— Exercise aim —
Using the data below, return every line that holds the word "ScriptError".

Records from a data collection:

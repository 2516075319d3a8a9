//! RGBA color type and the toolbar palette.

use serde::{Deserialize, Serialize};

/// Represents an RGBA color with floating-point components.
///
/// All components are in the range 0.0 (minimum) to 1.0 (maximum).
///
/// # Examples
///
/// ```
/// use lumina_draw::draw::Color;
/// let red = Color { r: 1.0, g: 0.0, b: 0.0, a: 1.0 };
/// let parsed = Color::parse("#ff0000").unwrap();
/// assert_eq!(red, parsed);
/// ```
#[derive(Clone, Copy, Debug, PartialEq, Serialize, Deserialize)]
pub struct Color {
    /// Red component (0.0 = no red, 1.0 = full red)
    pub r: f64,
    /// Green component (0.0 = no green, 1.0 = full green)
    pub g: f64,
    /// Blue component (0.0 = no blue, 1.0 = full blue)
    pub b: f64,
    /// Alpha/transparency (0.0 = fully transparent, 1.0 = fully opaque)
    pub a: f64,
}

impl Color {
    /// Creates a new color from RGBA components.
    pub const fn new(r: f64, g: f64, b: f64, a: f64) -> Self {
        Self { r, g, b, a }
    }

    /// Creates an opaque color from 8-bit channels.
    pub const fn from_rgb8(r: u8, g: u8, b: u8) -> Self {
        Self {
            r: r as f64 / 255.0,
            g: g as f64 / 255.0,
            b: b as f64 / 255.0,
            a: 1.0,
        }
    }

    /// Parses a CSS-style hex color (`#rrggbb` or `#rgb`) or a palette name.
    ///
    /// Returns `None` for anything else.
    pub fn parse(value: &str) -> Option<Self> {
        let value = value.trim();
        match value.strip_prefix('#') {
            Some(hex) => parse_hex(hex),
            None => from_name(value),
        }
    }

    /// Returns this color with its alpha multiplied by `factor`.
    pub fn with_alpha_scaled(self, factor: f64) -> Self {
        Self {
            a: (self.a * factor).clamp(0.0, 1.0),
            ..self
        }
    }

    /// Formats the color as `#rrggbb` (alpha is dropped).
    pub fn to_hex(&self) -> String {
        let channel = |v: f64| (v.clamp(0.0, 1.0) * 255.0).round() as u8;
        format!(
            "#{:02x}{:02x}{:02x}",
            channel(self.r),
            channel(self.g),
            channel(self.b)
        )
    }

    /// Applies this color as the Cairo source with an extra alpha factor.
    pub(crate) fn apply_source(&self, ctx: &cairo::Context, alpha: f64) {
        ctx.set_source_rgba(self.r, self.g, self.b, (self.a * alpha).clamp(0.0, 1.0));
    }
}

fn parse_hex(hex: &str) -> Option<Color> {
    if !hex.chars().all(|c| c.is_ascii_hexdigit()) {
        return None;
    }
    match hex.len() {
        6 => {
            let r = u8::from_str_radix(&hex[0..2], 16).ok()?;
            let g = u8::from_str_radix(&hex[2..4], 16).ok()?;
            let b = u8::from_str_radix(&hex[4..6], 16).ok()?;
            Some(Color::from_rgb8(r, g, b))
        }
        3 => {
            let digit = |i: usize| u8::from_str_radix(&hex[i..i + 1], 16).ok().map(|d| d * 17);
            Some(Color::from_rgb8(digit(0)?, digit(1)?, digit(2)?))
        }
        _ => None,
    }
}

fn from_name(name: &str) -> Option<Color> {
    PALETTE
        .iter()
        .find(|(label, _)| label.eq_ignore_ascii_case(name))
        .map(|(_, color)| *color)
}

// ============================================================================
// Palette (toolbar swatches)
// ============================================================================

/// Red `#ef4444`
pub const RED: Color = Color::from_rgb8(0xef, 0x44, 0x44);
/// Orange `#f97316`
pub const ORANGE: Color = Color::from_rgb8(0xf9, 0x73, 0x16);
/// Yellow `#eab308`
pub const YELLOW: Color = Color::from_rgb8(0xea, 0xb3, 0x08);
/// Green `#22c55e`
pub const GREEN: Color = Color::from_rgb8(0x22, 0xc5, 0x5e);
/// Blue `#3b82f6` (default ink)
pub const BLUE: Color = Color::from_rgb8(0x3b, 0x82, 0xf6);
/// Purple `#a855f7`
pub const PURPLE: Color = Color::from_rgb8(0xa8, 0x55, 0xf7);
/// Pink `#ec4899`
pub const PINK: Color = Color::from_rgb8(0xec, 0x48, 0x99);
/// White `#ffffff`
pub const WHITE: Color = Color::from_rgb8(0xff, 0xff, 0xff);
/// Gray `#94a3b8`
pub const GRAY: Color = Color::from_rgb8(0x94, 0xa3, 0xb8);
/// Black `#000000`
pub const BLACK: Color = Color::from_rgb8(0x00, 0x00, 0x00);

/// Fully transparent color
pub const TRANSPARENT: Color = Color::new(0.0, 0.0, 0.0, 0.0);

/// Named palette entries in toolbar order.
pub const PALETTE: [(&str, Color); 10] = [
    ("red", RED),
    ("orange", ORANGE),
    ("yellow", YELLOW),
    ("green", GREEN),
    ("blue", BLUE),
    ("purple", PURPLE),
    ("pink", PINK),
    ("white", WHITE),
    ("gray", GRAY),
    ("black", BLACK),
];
---
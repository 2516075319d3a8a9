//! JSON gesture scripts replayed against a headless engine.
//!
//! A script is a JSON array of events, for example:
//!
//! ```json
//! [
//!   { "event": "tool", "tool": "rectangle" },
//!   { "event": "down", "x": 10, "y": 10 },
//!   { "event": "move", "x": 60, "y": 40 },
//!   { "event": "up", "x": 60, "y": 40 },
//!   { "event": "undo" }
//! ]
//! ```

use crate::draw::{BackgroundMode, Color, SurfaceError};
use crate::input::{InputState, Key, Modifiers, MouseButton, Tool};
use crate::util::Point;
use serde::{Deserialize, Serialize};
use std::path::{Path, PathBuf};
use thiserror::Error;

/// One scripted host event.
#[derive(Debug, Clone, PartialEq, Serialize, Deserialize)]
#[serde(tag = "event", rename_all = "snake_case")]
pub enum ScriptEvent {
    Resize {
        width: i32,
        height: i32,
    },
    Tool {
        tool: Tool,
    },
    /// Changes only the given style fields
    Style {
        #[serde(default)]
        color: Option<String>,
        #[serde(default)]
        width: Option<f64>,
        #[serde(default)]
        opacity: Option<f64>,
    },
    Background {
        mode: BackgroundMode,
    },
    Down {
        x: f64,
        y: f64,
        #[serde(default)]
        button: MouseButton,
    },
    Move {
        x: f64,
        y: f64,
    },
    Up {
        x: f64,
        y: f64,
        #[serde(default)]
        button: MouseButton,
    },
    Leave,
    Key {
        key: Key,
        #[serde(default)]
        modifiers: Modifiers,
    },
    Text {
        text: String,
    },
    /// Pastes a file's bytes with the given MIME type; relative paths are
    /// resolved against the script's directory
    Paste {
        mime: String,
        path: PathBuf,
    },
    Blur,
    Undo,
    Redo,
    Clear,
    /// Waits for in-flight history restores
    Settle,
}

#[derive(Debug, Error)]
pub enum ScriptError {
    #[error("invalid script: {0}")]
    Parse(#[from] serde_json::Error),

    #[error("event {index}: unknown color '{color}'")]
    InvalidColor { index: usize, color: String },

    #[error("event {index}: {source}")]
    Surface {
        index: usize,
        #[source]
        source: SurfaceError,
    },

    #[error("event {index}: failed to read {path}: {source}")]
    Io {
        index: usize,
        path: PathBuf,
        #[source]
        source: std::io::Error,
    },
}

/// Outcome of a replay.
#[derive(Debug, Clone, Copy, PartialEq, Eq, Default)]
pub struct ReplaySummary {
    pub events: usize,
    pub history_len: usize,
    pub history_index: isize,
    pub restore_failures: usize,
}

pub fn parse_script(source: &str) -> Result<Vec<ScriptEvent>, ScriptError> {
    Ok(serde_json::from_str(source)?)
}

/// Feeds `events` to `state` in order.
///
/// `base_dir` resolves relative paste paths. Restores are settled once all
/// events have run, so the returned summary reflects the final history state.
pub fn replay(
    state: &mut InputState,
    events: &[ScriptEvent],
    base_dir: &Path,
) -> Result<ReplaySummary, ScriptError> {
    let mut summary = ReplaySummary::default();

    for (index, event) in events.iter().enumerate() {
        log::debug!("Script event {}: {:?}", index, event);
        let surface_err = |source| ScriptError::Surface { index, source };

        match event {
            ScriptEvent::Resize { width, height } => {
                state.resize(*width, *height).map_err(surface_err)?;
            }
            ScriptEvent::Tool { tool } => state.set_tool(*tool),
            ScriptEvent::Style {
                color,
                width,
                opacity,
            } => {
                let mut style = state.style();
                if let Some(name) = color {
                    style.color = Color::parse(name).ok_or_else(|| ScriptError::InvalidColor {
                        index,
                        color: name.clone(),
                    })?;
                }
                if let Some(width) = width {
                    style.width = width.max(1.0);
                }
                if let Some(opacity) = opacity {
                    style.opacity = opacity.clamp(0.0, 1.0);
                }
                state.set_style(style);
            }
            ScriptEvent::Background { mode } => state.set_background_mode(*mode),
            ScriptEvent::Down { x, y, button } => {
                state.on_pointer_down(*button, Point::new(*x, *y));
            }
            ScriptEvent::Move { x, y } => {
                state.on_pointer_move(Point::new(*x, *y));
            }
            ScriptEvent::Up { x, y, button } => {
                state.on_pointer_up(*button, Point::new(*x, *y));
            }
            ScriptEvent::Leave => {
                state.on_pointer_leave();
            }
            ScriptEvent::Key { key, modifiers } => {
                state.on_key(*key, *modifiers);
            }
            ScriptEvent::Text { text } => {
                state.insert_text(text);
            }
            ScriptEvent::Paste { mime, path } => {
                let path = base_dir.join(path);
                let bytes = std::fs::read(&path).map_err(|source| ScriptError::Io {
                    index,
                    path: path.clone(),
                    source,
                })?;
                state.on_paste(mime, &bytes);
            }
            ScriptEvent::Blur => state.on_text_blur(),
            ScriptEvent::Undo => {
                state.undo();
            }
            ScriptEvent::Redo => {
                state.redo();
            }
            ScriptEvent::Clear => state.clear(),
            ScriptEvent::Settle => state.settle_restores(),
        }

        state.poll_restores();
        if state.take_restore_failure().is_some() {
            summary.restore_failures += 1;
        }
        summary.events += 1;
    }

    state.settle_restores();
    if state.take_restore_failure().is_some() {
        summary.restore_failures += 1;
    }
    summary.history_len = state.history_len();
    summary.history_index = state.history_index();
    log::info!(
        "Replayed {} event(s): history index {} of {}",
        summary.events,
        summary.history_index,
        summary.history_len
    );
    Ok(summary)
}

— Answer to the problem —
pub enum ScriptError {
pub fn parse_script(source: &str) -> Result<Vec<ScriptEvent>, ScriptError> {
) -> Result<ReplaySummary, ScriptError> {
        let surface_err = |source| ScriptError::Surface { index, source };
                    style.color = Color::parse(name).ok_or_else(|| ScriptError::InvalidColor {
                let bytes = std::fs::read(&path).map_err(|source| ScriptError::Io {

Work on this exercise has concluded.